> **Task**
For this exercise, set down all the records exactly as given.

Top of Task material

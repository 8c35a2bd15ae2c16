use async_trait::async_trait;
use chrono::Utc;
use serde::Deserialize;
use std::sync::Arc;

use dbmon_common::types::CredentialRecord;

use crate::credentials::CredentialsProvider;
use crate::error::{AwsError, Result};
use crate::sigv4;
use crate::CredentialSource;

/// Tag key marking a secret as eligible for collection.
pub const COLLECTION_TAG_KEY: &str = "database-collector:enabled";

const TARGET_LIST_SECRETS: &str = "secretsmanager.ListSecrets";
const TARGET_GET_SECRET_VALUE: &str = "secretsmanager.GetSecretValue";
const AMZ_JSON: &str = "application/x-amz-json-1.1";
const PAGE_SIZE: u32 = 100;

#[derive(Debug, Deserialize)]
struct ListSecretsResponse {
    #[serde(rename = "SecretList", default)]
    secret_list: Vec<SecretEntry>,
    #[serde(rename = "NextToken")]
    next_token: Option<String>,
}

#[derive(Debug, Deserialize)]
struct SecretEntry {
    #[serde(rename = "Name")]
    name: String,
}

#[derive(Debug, Deserialize)]
struct GetSecretValueResponse {
    #[serde(rename = "SecretString")]
    secret_string: Option<String>,
}

/// Signed JSON client for the Secrets Manager API.
pub struct SecretsManagerClient {
    region: String,
    credentials: Arc<CredentialsProvider>,
    client: reqwest::Client,
}

impl SecretsManagerClient {
    pub fn new(region: &str, credentials: Arc<CredentialsProvider>) -> Result<Self> {
        let client = reqwest::Client::builder()
            .use_rustls_tls()
            .timeout(std::time::Duration::from_secs(30))
            .build()?;

        Ok(Self {
            region: region.to_string(),
            credentials,
            client,
        })
    }

    async fn call(&self, target: &str, payload: String) -> Result<String> {
        let endpoint = format!("https://secretsmanager.{}.amazonaws.com/", self.region);
        let url: reqwest::Url = endpoint
            .parse()
            .map_err(|_| AwsError::ConfigError(format!("invalid endpoint {endpoint}")))?;

        let credentials = self.credentials.credentials().await?;
        let signed = sigv4::sign(
            &credentials,
            &self.region,
            "secretsmanager",
            "POST",
            &url,
            &[("content-type", AMZ_JSON), ("x-amz-target", target)],
            payload.as_bytes(),
            Utc::now(),
        )?;

        let mut request = self
            .client
            .post(url)
            .header("Content-Type", AMZ_JSON)
            .header("X-Amz-Target", target)
            .header("X-Amz-Date", &signed.amz_date)
            .header("Authorization", &signed.authorization);
        if let Some(token) = &signed.security_token {
            request = request.header("X-Amz-Security-Token", token);
        }

        let response = request.body(payload).send().await?;
        let status = response.status();
        let body = response.text().await?;
        if !status.is_success() {
            return Err(AwsError::HttpError {
                service: "secretsmanager".to_string(),
                status: status.as_u16(),
                body,
            });
        }
        Ok(body)
    }

    /// Lists the names of secrets carrying `tag_key`, following NextToken
    /// pagination.
    pub async fn list_tagged_secrets(&self, tag_key: &str) -> Result<Vec<String>> {
        let mut all = Vec::new();
        let mut next_token: Option<String> = None;

        loop {
            let mut payload = serde_json::json!({
                "MaxResults": PAGE_SIZE,
                "Filters": [{"Key": "tag-key", "Values": [tag_key]}],
            });
            if let Some(token) = &next_token {
                payload["NextToken"] = serde_json::Value::String(token.clone());
            }

            let body = self.call(TARGET_LIST_SECRETS, payload.to_string()).await?;
            let page: ListSecretsResponse = serde_json::from_str(&body)?;
            all.extend(page.secret_list.into_iter().map(|entry| entry.name));

            match page.next_token {
                Some(token) => next_token = Some(token),
                None => break,
            }
        }

        tracing::debug!(count = all.len(), tag = tag_key, "Listed eligible secrets");
        Ok(all)
    }

    /// Fetches the string payload of one secret.
    pub async fn get_secret_string(&self, secret_id: &str) -> Result<String> {
        let payload = serde_json::json!({ "SecretId": secret_id }).to_string();
        let body = self.call(TARGET_GET_SECRET_VALUE, payload).await?;
        let value: GetSecretValueResponse = serde_json::from_str(&body)?;
        value
            .secret_string
            .ok_or_else(|| AwsError::ApiResponseError {
                service: "secretsmanager".to_string(),
                message: format!("secret {secret_id} has no SecretString"),
            })
    }
}

/// Credential store backed by tag-filtered Secrets Manager entries.
pub struct SecretsManagerSource {
    client: SecretsManagerClient,
    tag_key: String,
}

impl SecretsManagerSource {
    pub fn new(client: SecretsManagerClient, tag_key: impl Into<String>) -> Self {
        Self {
            client,
            tag_key: tag_key.into(),
        }
    }
}

#[async_trait]
impl CredentialSource for SecretsManagerSource {
    async fn list_credential_ids(&self) -> Result<Vec<String>> {
        self.client.list_tagged_secrets(&self.tag_key).await
    }

    async fn fetch_credential(&self, id: &str) -> Result<CredentialRecord> {
        let payload = self.client.get_secret_string(id).await?;
        Ok(CredentialRecord::from_secret_json(id, &payload)?)
    }
}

Bottom of Task material

> **Reply**
repository 8c35a2bd15ae2c16
use async_trait::async_trait;
use chrono::Utc;
use serde::Deserialize;
use std::sync::Arc;

use dbmon_common::types::CredentialRecord;

use crate::credentials::CredentialsProvider;
use crate::error::{AwsError, Result};
use crate::sigv4;
use crate::CredentialSource;

/// Tag key marking a secret as eligible for collection.
pub const COLLECTION_TAG_KEY: &str = "database-collector:enabled";

const TARGET_LIST_SECRETS: &str = "secretsmanager.ListSecrets";
const TARGET_GET_SECRET_VALUE: &str = "secretsmanager.GetSecretValue";
const AMZ_JSON: &str = "application/x-amz-json-1.1";
const PAGE_SIZE: u32 = 100;

#[derive(Debug, Deserialize)]
struct ListSecretsResponse {
    #[serde(rename = "SecretList", default)]
    secret_list: Vec<SecretEntry>,
    #[serde(rename = "NextToken")]
    next_token: Option<String>,
}

#[derive(Debug, Deserialize)]
struct SecretEntry {
    #[serde(rename = "Name")]
    name: String,
}

#[derive(Debug, Deserialize)]
struct GetSecretValueResponse {
    #[serde(rename = "SecretString")]
    secret_string: Option<String>,
}

/// Signed JSON client for the Secrets Manager API.
pub struct SecretsManagerClient {
    region: String,
    credentials: Arc<CredentialsProvider>,
    client: reqwest::Client,
}

impl SecretsManagerClient {
    pub fn new(region: &str, credentials: Arc<CredentialsProvider>) -> Result<Self> {
        let client = reqwest::Client::builder()
            .use_rustls_tls()
            .timeout(std::time::Duration::from_secs(30))
            .build()?;

        Ok(Self {
            region: region.to_string(),
            credentials,
            client,
        })
    }

    async fn call(&self, target: &str, payload: String) -> Result<String> {
        let endpoint = format!("https://secretsmanager.{}.amazonaws.com/", self.region);
        let url: reqwest::Url = endpoint
            .parse()
            .map_err(|_| AwsError::ConfigError(format!("invalid endpoint {endpoint}")))?;

        let credentials = self.credentials.credentials().await?;
        let signed = sigv4::sign(
            &credentials,
            &self.region,
            "secretsmanager",
            "POST",
            &url,
            &[("content-type", AMZ_JSON), ("x-amz-target", target)],
            payload.as_bytes(),
            Utc::now(),
        )?;

        let mut request = self
            .client
            .post(url)
            .header("Content-Type", AMZ_JSON)
            .header("X-Amz-Target", target)
            .header("X-Amz-Date", &signed.amz_date)
            .header("Authorization", &signed.authorization);
        if let Some(token) = &signed.security_token {
            request = request.header("X-Amz-Security-Token", token);
        }

        let response = request.body(payload).send().await?;
        let status = response.status();
        let body = response.text().await?;
        if !status.is_success() {
            return Err(AwsError::HttpError {
                service: "secretsmanager".to_string(),
                status: status.as_u16(),
                body,
            });
        }
        Ok(body)
    }

    /// Lists the names of secrets carrying `tag_key`, following NextToken
    /// pagination.
    pub async fn list_tagged_secrets(&self, tag_key: &str) -> Result<Vec<String>> {
        let mut all = Vec::new();
        let mut next_token: Option<String> = None;

        loop {
            let mut payload = serde_json::json!({
                "MaxResults": PAGE_SIZE,
                "Filters": [{"Key": "tag-key", "Values": [tag_key]}],
            });
            if let Some(token) = &next_token {
                payload["NextToken"] = serde_json::Value::String(token.clone());
            }

            let body = self.call(TARGET_LIST_SECRETS, payload.to_string()).await?;
            let page: ListSecretsResponse = serde_json::from_str(&body)?;
            all.extend(page.secret_list.into_iter().map(|entry| entry.name));

            match page.next_token {
                Some(token) => next_token = Some(token),
                None => break,
            }
        }

        tracing::debug!(count = all.len(), tag = tag_key, "Listed eligible secrets");
        Ok(all)
    }

    /// Fetches the string payload of one secret.
    pub async fn get_secret_string(&self, secret_id: &str) -> Result<String> {
        let payload = serde_json::json!({ "SecretId": secret_id }).to_string();
        let body = self.call(TARGET_GET_SECRET_VALUE, payload).await?;
        let value: GetSecretValueResponse = serde_json::from_str(&body)?;
        value
            .secret_string
            .ok_or_else(|| AwsError::ApiResponseError {
                service: "secretsmanager".to_string(),
                message: format!("secret {secret_id} has no SecretString"),
            })
    }
}

/// Credential store backed by tag-filtered Secrets Manager entries.
pub struct SecretsManagerSource {
    client: SecretsManagerClient,
    tag_key: String,
}

impl SecretsManagerSource {
    pub fn new(client: SecretsManagerClient, tag_key: impl Into<String>) -> Self {
        Self {
            client,
            tag_key: tag_key.into(),
        }
    }
}

#[async_trait]
impl CredentialSource for SecretsManagerSource {
    async fn list_credential_ids(&self) -> Result<Vec<String>> {
        self.client.list_tagged_secrets(&self.tag_key).await
    }

    async fn fetch_credential(&self, id: &str) -> Result<CredentialRecord> {
        let payload = self.client.get_secret_string(id).await?;
        Ok(CredentialRecord::from_secret_json(id, &payload)?)
    }
}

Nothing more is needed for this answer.